People Pleasing or Self-Sabotage? EP 2
People pleasing is keeping you from being successful in business and life
I love people. I love loving, you will hear me say that all the time. it is truly a thing I think I will always have. But I am also learning that I can love so much deeper - and more real
When I come from a clean place. This means coming from a place where I don’t need anything in return
The definition of people pleaser - is doing things to please others
Even if it is against your values, against your boundaries.
As an ADHD entrepreneur I have operated from this people pleasing place a lot -
In fact that is one thing that almost every ADHD person has, people pleasing tendencies…
It doesn’t help that we have been told that our actions and words can hurt others. that we hurt so and so’s feelings.
That we need to give them a hug because we hurt them.
We have been taking responsibility for other peoples emotions our whole life.
This is an impossible task.
I used to hold employees hostage - at least it felt that way.
Employees that were too afraid to go out and start their own adventures,
But were frustrated by my ADHD brain. I wouldn’t let them go, have a more impactful experience-
Because I was afraid that it meant that I was a bad person.
That they would think I was a bad person for letting them go. That they would hate me.
Their friends would hate me. I held onto them forever. Trying to help them. Set boundaries, that would just get broken time and time again. I would over communicate -
I held onto this unhappy person for 5 years of business. wanting for them to see how much I loved them,
Cared for them,
Honored their ideas.
They felt love some of the time,
But they were also riddled with so much frustration for just the way my brain works.
All the ideas that I have,
All of the motion that is created,
Constantly changing - renovating
Researching,
Making things better.
All of these things drove this person crazy.
Instead of holding space for both of us -
Truly being love for this person.
I was operating from people pleaser.
Bending over backwards.
And allowing my boundaries to be crossed. Your business is stronger with the right people in the right seats People are going to think I am a terrible person to work for if I let this person go People are going to think whatever they want. you will never have any control over it, ever.
No matter how much you want to think otherwise, your thoughts about other people might have very little reflection on what they really are. That persons thoughts about you, are also just a simple interpretation of your words that they hear, through their lens, and their feelings in that moment. We can’t possibly be kind enough for some people. Being real, and kind because you want to is the best thing that you can ever do. Being fake, and agreeing with people so they will like you stinks- we can smell it from a mile away. I love all the humans, but I definitely have a hard time trusting someone if I feel that they are only saying something for me to like them. When they are going against their true thoughts. There is something so trustworthy about a friend that tells me when I have ketchup on my nose…or makes fun of me for getting barbecue sauce on my forehead. Being real takes strength and courage. It allows you to actually connect. You aren’t just disappearing into the background- with the same opinions as everyone else.

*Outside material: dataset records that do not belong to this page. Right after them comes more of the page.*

//! Error types for logging operations.

use std::fmt;
use std::io;

/// Result type for logging operations.
pub type Result<T> = std::result::Result<T, LoggingError>;

/// Errors that can occur during logging.
#[derive(Debug)]
pub enum LoggingError {
    /// I/O error from file operations.
    Io(io::Error),
    /// `startup` was called while a logger is already running.
    AlreadyStarted,
    /// The `log` crate bridge was already installed for this process.
    BridgeInstalled,
    /// A severity name that could not be parsed.
    InvalidSeverity(String),
    /// General logging error.
    Logging(String),
}

impl fmt::Display for LoggingError {
    fn fmt(&self, f: &mut fmt::Formatter<'_>) -> fmt::Result {
        match self {
            LoggingError::Io(err) => write!(f, "I/O error: {}", err),
            LoggingError::AlreadyStarted => write!(f, "Logger already started"),
            LoggingError::BridgeInstalled => write!(f, "Log bridge already installed"),
            LoggingError::InvalidSeverity(name) => write!(f, "Invalid severity: {}", name),
            LoggingError::Logging(msg) => write!(f, "Logging error: {}", msg),
        }
    }
}

impl std::error::Error for LoggingError {
    fn source(&self) -> Option<&(dyn std::error::Error + 'static)> {
        match self {
            LoggingError::Io(err) => Some(err),
            _ => None,
        }
    }
}

impl From<io::Error> for LoggingError {
    fn from(err: io::Error) -> Self {
        LoggingError::Io(err)
    }
}

impl From<log::SetLoggerError> for LoggingError {
    fn from(_: log::SetLoggerError) -> Self {
        LoggingError::BridgeInstalled
    }
}
//! Per-call log record.

use crate::severity::Severity;
use chrono::{DateTime, Local};

/// Timestamp layout shared by file and console output.
pub const TIMESTAMP_FORMAT: &str = "%Y-%m-%d %H:%M:%S%.3f";

#[cfg(windows)]
pub(crate) const LINE_ENDING: &str = "\r\n";
#[cfg(not(windows))]
pub(crate) const LINE_ENDING: &str = "\n";

/// A single log record, built per call and dropped once written.
#[derive(Debug, Clone)]
pub(crate) struct LogRecord<'a> {
    pub severity: Severity,
    pub timestamp: DateTime<Local>,
    pub category: &'a str,
    pub message: String,
}

impl<'a> LogRecord<'a> {
    /// Creates a new record stamped with the current local time.
    pub fn new(severity: Severity, category: &'a str, message: String) -> Self {
        Self {
            severity,
            timestamp: Local::now(),
            category,
            message,
        }
    }

    /// Formats the record for file output: `Severity timestamp: message\n`
    pub fn file_line(&self) -> String {
        format!(
            "{} {}: {}{}",
            self.severity.as_str(),
            self.timestamp.format(TIMESTAMP_FORMAT),
            self.message,
            LINE_ENDING
        )
    }

    /// Formats the record for the console: `timestamp tag: category message\n`
    pub fn console_line(&self) -> String {
        format!(
            "{} {}: {} {}{}",
            self.timestamp.format(TIMESTAMP_FORMAT),
            self.severity.short_name(),
            self.category,
            self.message,
            LINE_ENDING
        )
    }
}
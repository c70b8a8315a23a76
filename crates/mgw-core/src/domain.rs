use serde::{Deserialize, Serialize};

use crate::{errors::Error, Result};

/// Raw message object emitted by the network, relayed verbatim.
pub type InboundEnvelope = serde_json::Value;

/// Suffix for individual chats on the external network.
pub const USER_SUFFIX: &str = "@s.whatsapp.net";

/// Normalized address of a chat on the external network.
#[derive(Clone, Debug, PartialEq, Eq, Hash, Serialize, Deserialize)]
#[serde(transparent)]
pub struct Recipient(String);

impl Recipient {
    /// Accepts a full address (`123@g.us`) verbatim or a phone number in any
    /// common notation, which is reduced to digits and given the user suffix.
    pub fn parse(raw: &str) -> Result<Self> {
        let raw = raw.trim();
        if raw.is_empty() {
            return Err(Error::validation("to is required"));
        }
        if raw.contains('@') {
            return Ok(Self(raw.to_string()));
        }

        let mut digits = String::with_capacity(raw.len());
        for c in raw.chars() {
            match c {
                '0'..='9' => digits.push(c),
                '+' | ' ' | '-' | '(' | ')' | '.' => {}
                _ => {
                    return Err(Error::validation(format!(
                        "to is not a phone number or address: {raw}"
                    )))
                }
            }
        }
        if digits.is_empty() {
            return Err(Error::validation("to is required"));
        }
        Ok(Self(format!("{digits}{USER_SUFFIX}")))
    }

    pub fn as_str(&self) -> &str {
        &self.0
    }
}

impl std::fmt::Display for Recipient {
    fn fmt(&self, f: &mut std::fmt::Formatter<'_>) -> std::fmt::Result {
        f.write_str(&self.0)
    }
}

/// Account identity reported by the network once a session is open.
#[derive(Clone, Debug, PartialEq, Eq, Serialize, Deserialize)]
pub struct Identity {
    pub id: String,
    #[serde(default, skip_serializing_if = "Option::is_none")]
    pub name: Option<String>,
}

/// Lifecycle of the single connection to the external network.
#[derive(Clone, Copy, Debug, PartialEq, Eq, Serialize)]
#[serde(rename_all = "snake_case")]
pub enum ConnState {
    Disconnected,
    Connecting,
    Connected,
    Reconnecting,
    LoggedOut,
}

impl ConnState {
    pub fn as_str(self) -> &'static str {
        match self {
            Self::Disconnected => "disconnected",
            Self::Connecting => "connecting",
            Self::Connected => "connected",
            Self::Reconnecting => "reconnecting",
            Self::LoggedOut => "logged_out",
        }
    }
}

/// Snapshot reported by `GET /status`.
#[derive(Clone, Debug, PartialEq, Eq, Serialize)]
pub struct Status {
    pub connected: bool,
    #[serde(skip_serializing_if = "Option::is_none")]
    pub user: Option<Identity>,
    pub state: ConnState,
    #[serde(skip_serializing_if = "Option::is_none")]
    pub qr: Option<String>,
    /// RFC 3339 timestamp of the last state change.
    pub since: String,
}
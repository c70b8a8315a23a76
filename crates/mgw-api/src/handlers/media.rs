use axum::{
    extract::{multipart::MultipartRejection, Multipart, State},
    Json,
};
use serde_json::Value;

use crate::{
    router::AppState,
    upload::{read_form, UploadForm},
    ApiError,
};

async fn form(
    state: &AppState,
    multipart: Result<Multipart, MultipartRejection>,
    file_field: &str,
) -> Result<UploadForm, ApiError> {
    let multipart = multipart.map_err(|e| ApiError::bad_request(e.body_text()))?;
    read_form(multipart, &state.upload_dir, file_field).await
}

/// `to`, `caption?`, `image`.
pub async fn send_image(
    State(state): State<AppState>,
    multipart: Result<Multipart, MultipartRejection>,
) -> Result<Json<Value>, ApiError> {
    let mut form = form(&state, multipart, "image").await?;
    let file = form.file.take();
    state
        .dispatcher
        .send_image(form.text("to"), form.text("caption"), file)
        .await?;
    Ok(super::success())
}

/// `to`, `audio`.
pub async fn send_audio(
    State(state): State<AppState>,
    multipart: Result<Multipart, MultipartRejection>,
) -> Result<Json<Value>, ApiError> {
    let mut form = form(&state, multipart, "audio").await?;
    let file = form.file.take();
    state.dispatcher.send_audio(form.text("to"), file).await?;
    Ok(super::success())
}

/// `to`, `filename?`, `caption?`, `file`.
pub async fn send_file(
    State(state): State<AppState>,
    multipart: Result<Multipart, MultipartRejection>,
) -> Result<Json<Value>, ApiError> {
    let mut form = form(&state, multipart, "file").await?;
    let file = form.file.take();
    state
        .dispatcher
        .send_file(form.text("to"), form.text("filename"), form.text("caption"), file)
        .await?;
    Ok(super::success())
}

you are only in control of what you think, feel, and do.
It’s easy to believe: “If I hurt someone’s feelings I am a bad person”

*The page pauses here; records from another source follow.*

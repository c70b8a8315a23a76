use std::sync::RwLock;

/// Single-slot destination for relayed inbound messages.
///
/// Last write wins; there is no history.
pub trait WebhookStore: Send + Sync {
    fn get(&self) -> Option<String>;
    fn set(&self, url: String);
}

#[derive(Debug, Default)]
pub struct InMemoryWebhookStore {
    url: RwLock<Option<String>>,
}

impl InMemoryWebhookStore {
    pub fn new(initial: Option<String>) -> Self {
        Self {
            url: RwLock::new(initial),
        }
    }
}

impl WebhookStore for InMemoryWebhookStore {
    fn get(&self) -> Option<String> {
        self.url
            .read()
            .unwrap_or_else(|poisoned| poisoned.into_inner())
            .clone()
    }

    fn set(&self, url: String) {
        *self
            .url
            .write()
            .unwrap_or_else(|poisoned| poisoned.into_inner()) = Some(url);
    }
}

#[cfg(test)]
mod tests {
    use super::*;
    use std::sync::Arc;

    #[test]
    fn starts_empty_unless_seeded() {
        assert_eq!(InMemoryWebhookStore::default().get(), None);
        let seeded = InMemoryWebhookStore::new(Some("http://a.test/hook".into()));
        assert_eq!(seeded.get().as_deref(), Some("http://a.test/hook"));
    }

    #[test]
    fn repeated_identical_sets_are_idempotent() {
        let store = InMemoryWebhookStore::default();
        store.set("http://a.test/hook".into());
        store.set("http://a.test/hook".into());
        assert_eq!(store.get().as_deref(), Some("http://a.test/hook"));
    }

    #[test]
    fn last_write_wins() {
        let store = InMemoryWebhookStore::default();
        store.set("http://a.test/1".into());
        store.set("http://a.test/2".into());
        assert_eq!(store.get().as_deref(), Some("http://a.test/2"));
    }

    #[test]
    fn concurrent_writers_leave_one_complete_value() {
        let store = Arc::new(InMemoryWebhookStore::default());
        let candidates: Vec<String> = (0..16).map(|i| format!("http://w{i}.test/hook")).collect();

        let handles: Vec<_> = candidates
            .iter()
            .cloned()
            .map(|url| {
                let store = store.clone();
                std::thread::spawn(move || {
                    for _ in 0..100 {
                        store.set(url.clone());
                        let seen = store.get().unwrap();
                        assert!(seen.starts_with("http://w") && seen.ends_with(".test/hook"));
                    }
                })
            })
            .collect();
        for h in handles {
            h.join().unwrap();
        }

        let last = store.get().unwrap();
        assert!(candidates.contains(&last));
    }
}
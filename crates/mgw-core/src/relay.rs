//! Forwards inbound envelopes to the configured webhook.
//!
//! Delivery is fire-and-forget and at-most-once: each POST runs on its own task,
//! failures are logged, nothing is retried.

use std::{sync::Arc, time::Duration};

use tokio::{sync::mpsc, task::JoinHandle};

use crate::{domain::InboundEnvelope, errors::Error, webhook::WebhookStore, Result};

pub struct InboundRelay {
    webhook: Arc<dyn WebhookStore>,
    http: reqwest::Client,
}

impl InboundRelay {
    pub fn new(webhook: Arc<dyn WebhookStore>, timeout: Duration) -> Result<Self> {
        let http = reqwest::Client::builder()
            .timeout(timeout)
            .build()
            .map_err(|e| Error::Config(format!("webhook http client: {e}")))?;
        Ok(Self { webhook, http })
    }

    /// Consume envelopes until the connection side hangs up.
    pub async fn run(self: Arc<Self>, mut inbound: mpsc::Receiver<InboundEnvelope>) {
        while let Some(envelope) = inbound.recv().await {
            self.relay(envelope);
        }
        tracing::debug!("inbound channel closed; relay stopped");
    }

    /// Start delivery of one envelope. Returns `None` when no webhook is set.
    pub fn relay(&self, envelope: InboundEnvelope) -> Option<JoinHandle<()>> {
        let Some(url) = self.webhook.get() else {
            tracing::debug!("no webhook configured; inbound message dropped");
            return None;
        };

        let http = self.http.clone();
        Some(tokio::spawn(async move {
            match deliver(&http, &url, &envelope).await {
                Ok(()) => tracing::debug!(url = %url, "inbound message relayed"),
                Err(e) => tracing::warn!(url = %url, error = %e, "webhook delivery failed"),
            }
        }))
    }
}

/// POST one envelope as the JSON body. Non-2xx responses are errors.
pub async fn deliver(http: &reqwest::Client, url: &str, envelope: &InboundEnvelope) -> Result<()> {
    let resp = http
        .post(url)
        .json(envelope)
        .send()
        .await
        .map_err(|e| Error::External(format!("webhook request error: {e}")))?;

    let status = resp.status();
    if !status.is_success() {
        return Err(Error::External(format!("webhook returned {status}")));
    }
    Ok(())
}

#[cfg(test)]
mod tests {
    use super::*;
    use crate::webhook::InMemoryWebhookStore;
    use serde_json::json;
    use wiremock::{
        matchers::{body_json, method, path},
        Mock, MockServer, ResponseTemplate,
    };

    fn relay_with(url: Option<String>) -> (InboundRelay, Arc<InMemoryWebhookStore>) {
        let store = Arc::new(InMemoryWebhookStore::new(url));
        let relay = InboundRelay::new(store.clone(), Duration::from_secs(2)).unwrap();
        (relay, store)
    }

    #[tokio::test]
    async fn no_webhook_means_no_request() {
        let server = MockServer::start().await;
        Mock::given(method("POST"))
            .respond_with(ResponseTemplate::new(200))
            .expect(0)
            .mount(&server)
            .await;

        let (relay, _) = relay_with(None);
        assert!(relay.relay(json!({"key": {"id": "1"}})).is_none());
    }

    #[tokio::test]
    async fn each_message_is_posted_once_verbatim() {
        let server = MockServer::start().await;
        let envelope = json!({
            "key": {"remoteJid": "5511999999999@s.whatsapp.net", "id": "ABC"},
            "message": {"conversation": "oi"}
        });
        Mock::given(method("POST"))
            .and(path("/hook"))
            .and(body_json(envelope.clone()))
            .respond_with(ResponseTemplate::new(200))
            .expect(1)
            .mount(&server)
            .await;

        let (relay, _) = relay_with(Some(format!("{}/hook", server.uri())));
        relay.relay(envelope).unwrap().await.unwrap();
    }

    #[tokio::test]
    async fn failed_delivery_does_not_block_the_next_message() {
        let server = MockServer::start().await;
        Mock::given(method("POST"))
            .and(path("/hook"))
            .respond_with(ResponseTemplate::new(500))
            .expect(2)
            .mount(&server)
            .await;

        let (relay, _) = relay_with(Some(format!("{}/hook", server.uri())));
        relay.relay(json!({"n": 1})).unwrap().await.unwrap();
        relay.relay(json!({"n": 2})).unwrap().await.unwrap();
    }

    #[tokio::test]
    async fn non_success_status_is_an_error() {
        let server = MockServer::start().await;
        Mock::given(method("POST"))
            .respond_with(ResponseTemplate::new(404))
            .mount(&server)
            .await;

        let err = deliver(
            &reqwest::Client::new(),
            &format!("{}/missing", server.uri()),
            &json!({}),
        )
        .await
        .unwrap_err();
        assert!(err.to_string().contains("404"));
    }

    #[tokio::test]
    async fn unreachable_webhook_is_swallowed() {
        let (relay, _) = relay_with(Some("http://127.0.0.1:9/hook".to_string()));
        // The task finishes normally; the error only reaches the log.
        relay.relay(json!({"n": 1})).unwrap().await.unwrap();
    }

    #[tokio::test]
    async fn relay_follows_the_latest_webhook() {
        let first = MockServer::start().await;
        let second = MockServer::start().await;
        Mock::given(method("POST"))
            .respond_with(ResponseTemplate::new(200))
            .expect(1)
            .mount(&first)
            .await;
        Mock::given(method("POST"))
            .respond_with(ResponseTemplate::new(200))
            .expect(1)
            .mount(&second)
            .await;

        let (relay, store) = relay_with(Some(first.uri()));
        relay.relay(json!({"n": 1})).unwrap().await.unwrap();
        store.set(second.uri());
        relay.relay(json!({"n": 2})).unwrap().await.unwrap();
    }

    #[tokio::test]
    async fn run_drains_the_channel() {
        let server = MockServer::start().await;
        Mock::given(method("POST"))
            .respond_with(ResponseTemplate::new(200))
            .mount(&server)
            .await;

        let (relay, _) = relay_with(Some(server.uri()));
        let (tx, rx) = mpsc::channel(8);
        let task = tokio::spawn(Arc::new(relay).run(rx));
        for n in 0..3 {
            tx.send(json!({ "n": n })).await.unwrap();
        }
        drop(tx);
        task.await.unwrap();

        tokio::time::timeout(Duration::from_secs(5), async {
            loop {
                let seen = server.received_requests().await.unwrap_or_default().len();
                if seen == 3 {
                    break;
                }
                tokio::time::sleep(Duration::from_millis(10)).await;
            }
        })
        .await
        .unwrap();
    }
}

But really only you can be the real judge of that. Being able to reflect back upon the way you showed up in that moment, can help you learn grow, and change over time.
I am a people pleaser that is working on recovering…haha I can’t even claim recovered people pleaser yet - nor am I totally sure I ever will.

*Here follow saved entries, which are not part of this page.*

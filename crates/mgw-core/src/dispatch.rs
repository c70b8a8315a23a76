//! Outbound sends requested through the control API.
//!
//! Every call validates first, then takes the current link; nothing is queued.
//! An upload backing the call is removed before the call returns, whatever the
//! outcome.

use std::sync::Arc;

use crate::{
    connection::Connection,
    domain::Recipient,
    errors::Error,
    link::{MessageKind, NetworkLink, OutboundPayload},
    upload::UploadArtifact,
    Result,
};

/// Encoding tag attached to every audio send.
pub const AUDIO_MIMETYPE: &str = "audio/mp4";
pub const DEFAULT_IMAGE_MIMETYPE: &str = "image/jpeg";
pub const DEFAULT_DOCUMENT_MIMETYPE: &str = "application/octet-stream";
const DEFAULT_DOCUMENT_NAME: &str = "file";

/// Source of the live link for a send.
pub trait LinkProvider: Send + Sync {
    fn current_link(&self) -> Result<Arc<dyn NetworkLink>>;
}

impl LinkProvider for Connection {
    fn current_link(&self) -> Result<Arc<dyn NetworkLink>> {
        Connection::current_link(self)
    }
}

/// One send request; lives for a single dispatch call.
#[derive(Debug)]
pub struct OutboundRequest {
    pub to: Option<String>,
    pub kind: MessageKind,
    pub message: Option<String>,
    pub caption: Option<String>,
    pub filename: Option<String>,
    pub artifact: Option<UploadArtifact>,
}

impl OutboundRequest {
    pub fn new(kind: MessageKind, to: Option<String>) -> Self {
        Self {
            to,
            kind,
            message: None,
            caption: None,
            filename: None,
            artifact: None,
        }
    }
}

pub struct OutboundDispatcher {
    links: Arc<dyn LinkProvider>,
}

impl OutboundDispatcher {
    pub fn new(links: Arc<dyn LinkProvider>) -> Self {
        Self { links }
    }

    pub async fn send_text(&self, to: Option<String>, message: Option<String>) -> Result<()> {
        self.dispatch(OutboundRequest {
            message,
            ..OutboundRequest::new(MessageKind::Text, to)
        })
        .await
    }

    pub async fn send_image(
        &self,
        to: Option<String>,
        caption: Option<String>,
        image: Option<UploadArtifact>,
    ) -> Result<()> {
        self.dispatch(OutboundRequest {
            caption,
            artifact: image,
            ..OutboundRequest::new(MessageKind::Image, to)
        })
        .await
    }

    pub async fn send_audio(&self, to: Option<String>, audio: Option<UploadArtifact>) -> Result<()> {
        self.dispatch(OutboundRequest {
            artifact: audio,
            ..OutboundRequest::new(MessageKind::Audio, to)
        })
        .await
    }

    pub async fn send_file(
        &self,
        to: Option<String>,
        filename: Option<String>,
        caption: Option<String>,
        file: Option<UploadArtifact>,
    ) -> Result<()> {
        self.dispatch(OutboundRequest {
            filename,
            caption,
            artifact: file,
            ..OutboundRequest::new(MessageKind::Document, to)
        })
        .await
    }

    pub async fn dispatch(&self, mut req: OutboundRequest) -> Result<()> {
        let artifact = req.artifact.take();
        let kind = req.kind;
        let outcome = self.try_dispatch(req, artifact.as_ref()).await;

        if let Some(artifact) = artifact {
            let path = artifact.path().to_path_buf();
            if let Err(e) = artifact.remove().await {
                tracing::warn!(path = %path.display(), error = %e, "failed to remove upload");
            }
        }

        match &outcome {
            Ok(()) => tracing::info!(?kind, "message sent"),
            Err(e) if e.is_client_error() => tracing::debug!(?kind, error = %e, "send rejected"),
            Err(e) => tracing::warn!(?kind, error = %e, "send failed"),
        }
        outcome
    }

    async fn try_dispatch(
        &self,
        req: OutboundRequest,
        artifact: Option<&UploadArtifact>,
    ) -> Result<()> {
        let OutboundRequest {
            to,
            kind,
            message,
            caption,
            filename,
            ..
        } = req;

        let to = Recipient::parse(to.as_deref().unwrap_or_default())?;
        let caption = caption.filter(|c| !c.trim().is_empty());

        let body = match kind {
            MessageKind::Text => Some(
                message
                    .filter(|m| !m.is_empty())
                    .ok_or_else(|| Error::validation("message is required"))?,
            ),
            _ => None,
        };
        let artifact = match kind {
            MessageKind::Text => None,
            MessageKind::Image => Some(artifact.ok_or_else(|| Error::validation("image is required"))?),
            MessageKind::Audio => Some(artifact.ok_or_else(|| Error::validation("audio is required"))?),
            MessageKind::Document => Some(artifact.ok_or_else(|| Error::validation("file is required"))?),
        };

        let link = self.links.current_link()?;

        let payload = match (kind, body, artifact) {
            (MessageKind::Text, Some(body), _) => OutboundPayload::Text { body },
            (MessageKind::Image, _, Some(a)) => OutboundPayload::Image {
                data: a.read().await?,
                mimetype: a
                    .content_type()
                    .unwrap_or(DEFAULT_IMAGE_MIMETYPE)
                    .to_string(),
                caption,
            },
            (MessageKind::Audio, _, Some(a)) => OutboundPayload::Audio {
                data: a.read().await?,
                mimetype: AUDIO_MIMETYPE.to_string(),
            },
            (MessageKind::Document, _, Some(a)) => OutboundPayload::Document {
                data: a.read().await?,
                mimetype: a
                    .content_type()
                    .unwrap_or(DEFAULT_DOCUMENT_MIMETYPE)
                    .to_string(),
                file_name: filename
                    .filter(|f| !f.trim().is_empty())
                    .or_else(|| a.original_name().map(str::to_string))
                    .unwrap_or_else(|| DEFAULT_DOCUMENT_NAME.to_string()),
                caption,
            },
            _ => return Err(Error::validation("incomplete send request")),
        };

        link.send(&to, payload).await
    }
}

#[cfg(test)]
mod tests {
    use super::*;
    use crate::testing::FakeLink;
    use std::path::PathBuf;
    use std::sync::atomic::{AtomicUsize, Ordering};

    struct FakeProvider {
        link: Option<Arc<FakeLink>>,
        lookups: AtomicUsize,
    }

    impl FakeProvider {
        fn connected() -> (Arc<Self>, Arc<FakeLink>) {
            let link = Arc::new(FakeLink::default());
            let p = Arc::new(Self {
                link: Some(link.clone()),
                lookups: AtomicUsize::new(0),
            });
            (p, link)
        }

        fn disconnected() -> Arc<Self> {
            Arc::new(Self {
                link: None,
                lookups: AtomicUsize::new(0),
            })
        }

        fn lookups(&self) -> usize {
            self.lookups.load(Ordering::SeqCst)
        }
    }

    impl LinkProvider for FakeProvider {
        fn current_link(&self) -> Result<Arc<dyn NetworkLink>> {
            self.lookups.fetch_add(1, Ordering::SeqCst);
            match &self.link {
                Some(l) => Ok(l.clone()),
                None => Err(Error::NotConnected),
            }
        }
    }

    async fn artifact(
        dir: &tempfile::TempDir,
        name: &str,
        content_type: Option<&str>,
    ) -> (UploadArtifact, PathBuf) {
        let a = UploadArtifact::from_bytes(
            dir.path(),
            Some(name.to_string()),
            content_type.map(str::to_string),
            b"bytes",
        )
        .await
        .unwrap();
        let p = a.path().to_path_buf();
        (a, p)
    }

    #[tokio::test]
    async fn text_is_forwarded_once() {
        let (p, link) = FakeProvider::connected();
        let d = OutboundDispatcher::new(p);
        d.send_text(Some("5511999999999".into()), Some("Hi".into()))
            .await
            .unwrap();

        let sent = link.sent();
        assert_eq!(sent.len(), 1);
        assert_eq!(sent[0].0.as_str(), "5511999999999@s.whatsapp.net");
        assert_eq!(sent[0].1, OutboundPayload::Text { body: "Hi".into() });
    }

    #[tokio::test]
    async fn missing_fields_never_touch_the_link() {
        let (p, link) = FakeProvider::connected();
        let d = OutboundDispatcher::new(p.clone());

        for (to, msg) in [
            (None, Some("Hi".to_string())),
            (Some("".to_string()), Some("Hi".to_string())),
            (Some("5511".to_string()), None),
            (Some("5511".to_string()), Some(String::new())),
        ] {
            let err = d.send_text(to, msg).await.unwrap_err();
            assert!(err.is_client_error(), "{err}");
        }
        let err = d.send_image(Some("5511".into()), None, None).await.unwrap_err();
        assert!(err.is_client_error());
        let err = d.send_audio(Some("5511".into()), None).await.unwrap_err();
        assert!(err.is_client_error());
        let err = d.send_file(Some("5511".into()), None, None, None).await.unwrap_err();
        assert!(err.is_client_error());

        assert_eq!(p.lookups(), 0);
        assert!(link.sent().is_empty());
    }

    #[tokio::test]
    async fn disconnected_sends_are_dispatch_errors() {
        let p = FakeProvider::disconnected();
        let d = OutboundDispatcher::new(p.clone());
        let err = d
            .send_text(Some("5511999999999".into()), Some("Hi".into()))
            .await
            .unwrap_err();
        assert!(matches!(err, Error::NotConnected));
        assert!(!err.is_client_error());
    }

    #[tokio::test]
    async fn image_carries_caption_and_upload_is_removed() {
        let dir = tempfile::tempdir().unwrap();
        let (p, link) = FakeProvider::connected();
        let d = OutboundDispatcher::new(p);
        let (a, path) = artifact(&dir, "cat.png", Some("image/png")).await;

        d.send_image(Some("5511".into()), Some("look".into()), Some(a))
            .await
            .unwrap();

        assert!(!path.exists());
        assert_eq!(
            link.sent()[0].1,
            OutboundPayload::Image {
                data: b"bytes".to_vec(),
                mimetype: "image/png".into(),
                caption: Some("look".into()),
            }
        );
    }

    #[tokio::test]
    async fn audio_uses_the_fixed_encoding() {
        let dir = tempfile::tempdir().unwrap();
        let (p, link) = FakeProvider::connected();
        let d = OutboundDispatcher::new(p);
        let (a, path) = artifact(&dir, "note.ogg", Some("audio/ogg")).await;

        d.send_audio(Some("5511".into()), Some(a)).await.unwrap();

        assert!(!path.exists());
        match &link.sent()[0].1 {
            OutboundPayload::Audio { mimetype, .. } => assert_eq!(mimetype, AUDIO_MIMETYPE),
            other => panic!("unexpected payload {other:?}"),
        }
    }

    #[tokio::test]
    async fn document_name_falls_back_to_the_upload_name() {
        let dir = tempfile::tempdir().unwrap();
        let (p, link) = FakeProvider::connected();
        let d = OutboundDispatcher::new(p);

        let (a, _) = artifact(&dir, "exam.pdf", None).await;
        d.send_file(Some("5511".into()), None, None, Some(a))
            .await
            .unwrap();
        let (b, _) = artifact(&dir, "exam.pdf", Some("application/pdf")).await;
        d.send_file(Some("5511".into()), Some("laudo.pdf".into()), Some("".into()), Some(b))
            .await
            .unwrap();

        let sent = link.sent();
        match (&sent[0].1, &sent[1].1) {
            (
                OutboundPayload::Document {
                    file_name: first,
                    mimetype: first_mime,
                    ..
                },
                OutboundPayload::Document {
                    file_name: second,
                    mimetype: second_mime,
                    caption,
                    ..
                },
            ) => {
                assert_eq!(first, "exam.pdf");
                assert_eq!(first_mime, DEFAULT_DOCUMENT_MIMETYPE);
                assert_eq!(second, "laudo.pdf");
                assert_eq!(second_mime, "application/pdf");
                assert_eq!(caption, &None);
            }
            other => panic!("unexpected payloads {other:?}"),
        }
    }

    #[tokio::test]
    async fn uploads_are_removed_on_every_failure_path() {
        let dir = tempfile::tempdir().unwrap();

        // Validation failure.
        let (p, _) = FakeProvider::connected();
        let d = OutboundDispatcher::new(p.clone());
        let (a, path) = artifact(&dir, "x.png", None).await;
        assert!(d.send_image(None, None, Some(a)).await.is_err());
        assert!(!path.exists());
        assert_eq!(p.lookups(), 0);

        // No live link.
        let d = OutboundDispatcher::new(FakeProvider::disconnected());
        let (a, path) = artifact(&dir, "x.ogg", None).await;
        assert!(d.send_audio(Some("5511".into()), Some(a)).await.is_err());
        assert!(!path.exists());

        // Send rejected by the network.
        let (p, link) = FakeProvider::connected();
        link.fail_sends("media upload failed");
        let d = OutboundDispatcher::new(p);
        let (a, path) = artifact(&dir, "x.pdf", None).await;
        let err = d
            .send_file(Some("5511".into()), None, None, Some(a))
            .await
            .unwrap_err();
        assert!(!err.is_client_error());
        assert!(!path.exists());

        assert_eq!(std::fs::read_dir(dir.path()).unwrap().count(), 0);
    }
}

Lots of times I have to reflect back on my energy, my actions that I took when I was in a difficult situation. When I was having to have confrontation, set boundaries. All these things are uncomfortable for any person- even if they have done them about a million times. I have to go back and reflect on how I showed up in the moment. Would I show up that way again? Was I proud of the words I used? Did I show up in love? This is more reflection that I can use for the next time. It also allows me to hold space for myself
Know that I am happy with the decisions I made
It brings my power back
I have the strength - that even if someone misunderstands me -
I understand myself
I understand that I truly did show up in love
Or this is how I can show up in my values a little better next time.
You are not a robot.
You might not be perfect.
They are not a robot.
They will not understand your word perfectly.
Nothing has gone wrong. They are not a bad person.
You are not a bad person.
It’s just how it is. surrounding ourselves with people that value us I used to- and still do often think that “If someone else misinterprets my behaviors - they are going to say bad things about me” this can feel really crippling when you have a business’ reputation also resting on your name…at least so your survival brain would like you to think The truth is, you are saying way worse things about yourself, than anything anyone else would probably ever say about you. The other thing is - If I am showing up in love, in my values. And someone else interprets it in another way that is completely against my values. If they get mad, and gossip. This makes it really easy for me to set a boundary with them.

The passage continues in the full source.